A few random points:
– No, I am mostly incapable of sitting still for as long as most non ADHD individuals. Guess what? Normal people usually need more exercise than they’re getting. Sitting still is overrated: the only times I actually need to sit still are times in which it bothers others if I don’t. I’m not bothered by my tapping foot!

– I lack the ability to think in ‘boxes’. It is a gift, really.

-actually: understimulation stress is a real problem for me. Boredom can cause me physical pain. The flip side? When stimulated I can do twice as much. ‘Normal’ people can’t always handle the amount of stimulation I need. Why is that a problem? I can’t focus in a white room, they can’t focus in my living room. Why exactly is my white room problem any worse than their living room problem? Because I am part of the 3-5%?? I am also probably part of the 3-5% when it comes to IQ, and that’s not a problem, is it?

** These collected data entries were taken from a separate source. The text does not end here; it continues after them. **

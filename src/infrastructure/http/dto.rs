//! Wire shapes of the upstream REST APIs and their conversion into domain
//! types. Numbers arrive as decimal strings on every exchange endpoint.

use crate::domain::errors::{FetchError, FetchResult};
use crate::domain::market_data::{AssetId, AssetQuote, FundingRate, LongShortRatio, OrderBookEntry, OrderBookSnapshot};
use serde::Deserialize;
use serde_json::Value;
use std::collections::HashMap;

/// Coinbase `book?level=2`: levels are `[price, size, num_orders]`
#[derive(Debug, Deserialize)]
pub struct OrderBookDto {
    pub bids: Vec<Vec<Value>>,
    pub asks: Vec<Vec<Value>>,
}

impl OrderBookDto {
    /// Parse at most `limit` levels per side
    pub fn into_snapshot(self, limit: usize) -> FetchResult<OrderBookSnapshot> {
        Ok(OrderBookSnapshot { bids: parse_levels(&self.bids, limit)?, asks: parse_levels(&self.asks, limit)? })
    }
}

fn parse_levels(levels: &[Vec<Value>], limit: usize) -> FetchResult<Vec<OrderBookEntry>> {
    levels.iter().take(limit).map(|level| parse_level(level)).collect()
}

fn parse_level(level: &[Value]) -> FetchResult<OrderBookEntry> {
    let field = |idx: usize, name: &str| -> FetchResult<f64> {
        match level.get(idx) {
            Some(Value::String(raw)) => FetchError::parse_number(name, raw),
            Some(Value::Number(n)) => n.as_f64().ok_or_else(|| FetchError::payload(format!("{name}: {n}"))),
            other => Err(FetchError::payload(format!("{name}: unexpected {other:?}"))),
        }
    };
    let price = field(0, "price")?;
    let size = field(1, "size")?;
    if size < 0.0 {
        return Err(FetchError::payload(format!("negative size {size} at price {price}")));
    }
    Ok(OrderBookEntry::new(price, size))
}

/// Binance `premiumIndex`
#[derive(Debug, Deserialize)]
#[serde(rename_all = "camelCase")]
pub struct PremiumIndexDto {
    pub last_funding_rate: String,
}

impl TryFrom<PremiumIndexDto> for FundingRate {
    type Error = FetchError;

    fn try_from(dto: PremiumIndexDto) -> FetchResult<Self> {
        FetchError::parse_number("lastFundingRate", &dto.last_funding_rate).map(FundingRate)
    }
}

/// One row of `globalLongShortAccountRatio`; the endpoint returns a list
#[derive(Debug, Deserialize)]
#[serde(rename_all = "camelCase")]
pub struct LongShortDto {
    pub long_account: String,
    pub short_account: String,
}

/// Only the first row is used
pub fn latest_long_short(rows: Vec<LongShortDto>) -> FetchResult<LongShortRatio> {
    let latest = rows.into_iter().next().ok_or_else(|| FetchError::payload("empty long/short ratio list"))?;
    Ok(LongShortRatio {
        long_account: FetchError::parse_number("longAccount", &latest.long_account)?,
        short_account: FetchError::parse_number("shortAccount", &latest.short_account)?,
    })
}

/// Binance `openInterest`
#[derive(Debug, Deserialize)]
#[serde(rename_all = "camelCase")]
pub struct OpenInterestDto {
    pub open_interest: String,
}

/// Binance `ticker/price`
#[derive(Debug, Deserialize)]
pub struct TickerPriceDto {
    pub price: String,
}

/// CoinGecko `simple/price` value for one asset
#[derive(Debug, Deserialize)]
pub struct SimplePriceDto {
    pub usd: f64,
    #[serde(default)]
    pub usd_24h_change: Option<f64>,
}

/// Quotes in `assets` order; assets missing from the payload are skipped
pub fn quotes_from(mut payload: HashMap<String, SimplePriceDto>, assets: &[AssetId]) -> Vec<AssetQuote> {
    assets
        .iter()
        .filter_map(|asset| {
            payload.remove(asset.api_id()).map(|dto| AssetQuote {
                asset: *asset,
                usd: dto.usd,
                usd_24h_change: dto.usd_24h_change.unwrap_or(0.0),
            })
        })
        .collect()
}

#[cfg(test)]
mod tests {
    use super::*;

    #[test]
    fn order_book_levels_parse_and_truncate() {
        let dto: OrderBookDto = serde_json::from_str(
            r#"{"sequence": 1, "bids": [["100.00","2",3],["99.50","3.5",1],["99","1",1]], "asks": [["101","0.25",2]]}"#,
        )
        .unwrap();
        let snapshot = dto.into_snapshot(2).unwrap();
        assert_eq!(snapshot.bids, vec![OrderBookEntry::new(100.0, 2.0), OrderBookEntry::new(99.5, 3.5)]);
        assert_eq!(snapshot.asks, vec![OrderBookEntry::new(101.0, 0.25)]);
    }

    #[test]
    fn malformed_level_is_a_payload_error() {
        let dto: OrderBookDto = serde_json::from_str(r#"{"bids": [["abc","2"]], "asks": []}"#).unwrap();
        assert!(matches!(dto.into_snapshot(20), Err(FetchError::Payload(_))));
        let dto: OrderBookDto = serde_json::from_str(r#"{"bids": [["100"]], "asks": []}"#).unwrap();
        assert!(dto.into_snapshot(20).is_err());
    }

    #[test]
    fn funding_rate_from_premium_index() {
        let dto: PremiumIndexDto =
            serde_json::from_str(r#"{"symbol":"BTCUSDT","markPrice":"1","lastFundingRate":"0.00010000"}"#).unwrap();
        assert_eq!(FundingRate::try_from(dto).unwrap(), FundingRate(0.0001));
    }

    #[test]
    fn long_short_uses_first_row() {
        let rows: Vec<LongShortDto> = serde_json::from_str(
            r#"[{"symbol":"BTCUSDT","longShortRatio":"1.5","longAccount":"0.6000","shortAccount":"0.4000","timestamp":1},
                {"symbol":"BTCUSDT","longShortRatio":"1","longAccount":"0.5","shortAccount":"0.5","timestamp":0}]"#,
        )
        .unwrap();
        let ratio = latest_long_short(rows).unwrap();
        assert_eq!(ratio.long_account, 0.6);
        assert!(latest_long_short(Vec::new()).is_err());
    }

    #[test]
    fn simple_price_keeps_requested_order() {
        let payload: HashMap<String, SimplePriceDto> = serde_json::from_str(
            r#"{"ethereum":{"usd":3382.4,"usd_24h_change":1.8},"bitcoin":{"usd":98784.39,"usd_24h_change":-2.5}}"#,
        )
        .unwrap();
        let quotes = quotes_from(payload, &[AssetId::Bitcoin, AssetId::Solana, AssetId::Ethereum]);
        assert_eq!(quotes.len(), 2);
        assert_eq!(quotes[0].asset, AssetId::Bitcoin);
        assert_eq!(quotes[1].usd_24h_change, 1.8);
    }
}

– I don’t fully understand why schools and uni’s work like they do. My observation is that most normal students would do better with the study adjustments I’d need too.

– Normal people usually don’t have the amazing high-energy creativity ADHD individuals often have.

– Just imagine: having a quiet mind most of the time, not being able to do multiple things at once, sitting on your bum all day, only thinking of one thing at the same time, not being able to think clearly during high adrenaline moments… (Tip: choose an ED doc with ADHD!!)… Imagine having so much trouble thinking out of the box! I mean, normal would be handy sometimes, but it seems awful to be normal all the time. It seems horribly boring. I’d miss my fantasy, I’d miss my random brilliant ideas… (Have I told you about the chai hot chocolate I invented the other night because I was curious how that would work out?) I’d miss the intense joy I can experience. I’d miss the ability to think the way I do, I’d miss …

Yes, ADHD has it’s problems.

Being normal has its problems too, actually.

We are all people.

And I believe my God isn’t going to ‘fix’ my ADHD because He made me like that.

Saying that my ADHD is an illness is devaluating.

I am not broken in that sense, I do not need a natural or unnatural fix. I just got a more challenging set of cards to play in a world that is -quite frankly- rather control freakish and boring. Good thing I like a challenge!

I am Busy Darling. Never a dull moment.